Una vez alguien me dijo que quería llamar a su hija Ira. Le gustaba que fuera corto, sonoro, con fuerza. Que la ira es potencia pura, un estallido necesario, una afirmación contra lo que oprime. Como sobre nombres no hay nada escrito, asentí. Pero para mí, la ira siempre había sido lo contrario: descontrol, fuerza sí, pero desmedida.
Hoy, tras ver el último capítulo de Furia, la serie de Félix Sabroso en HBO Max, he recordado aquella conversación. Y quizá ahora vería la propuesta de otro modo.
Cinco mujeres de más de cincuenta. Cinco biografías invisibilizadas. Cinco bombas de relojería sociales. Aquí no hay empoderamiento edulcorado ni tramas de superación tipo “la edad es solo un número”. Hay rabia, ironía y crítica feroz. Cada capítulo es un espacio comprimido donde lo cotidiano se rompe. Y cuando se rompe, ya no hay vuelta atrás.

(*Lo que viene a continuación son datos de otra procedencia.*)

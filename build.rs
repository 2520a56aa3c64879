use std::env;

fn main() {
    // Publish event name (optional, defaults to "gps")
    if let Ok(name) = env::var("TRACKER_EVENT_NAME") {
        println!("cargo:rustc-env=TRACKER_EVENT_NAME={}", name);
        println!(
            "cargo:warning=Using TRACKER_EVENT_NAME from environment: {}",
            name
        );
    } else {
        println!("cargo:rustc-env=TRACKER_EVENT_NAME=gps");
    }

    println!("cargo:rerun-if-env-changed=TRACKER_EVENT_NAME");
}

Furia no busca gustar. No viene a salvar a sus protagonistas. Las acompaña en su descenso, las expone, y deja que ellas decidan cuándo y cómo volver a respirar. Hay algo brutal en esa libertad. Y también hay justicia. No legal, ni moral. Poética.
Lo interesante no es el estallido. Es lo que ocurre después: cuando la ira deja de ser ruido y se vuelve estructura, forma, idea. Eso es lo que construyen Tina, Adela, Victoria, Vera y Nat. Una respuesta. Un sistema paralelo. Una narrativa propia.
La fotografía es cruda, sin adornos, como si lo urgente no necesitara filtro. Los planos parecen sostener el espacio para que las actrices lo habiten, lo erosionen, lo revienten. Y ellas lo hacen. Carmen Machi, Candela Peña, Cecilia Roth, Nathalie Poza y Pilar Castro están inmensas, como si no interpretaran, sino recordaran.
Puede que no la llamara Ira, pero seguro la crió para que supiera usarla.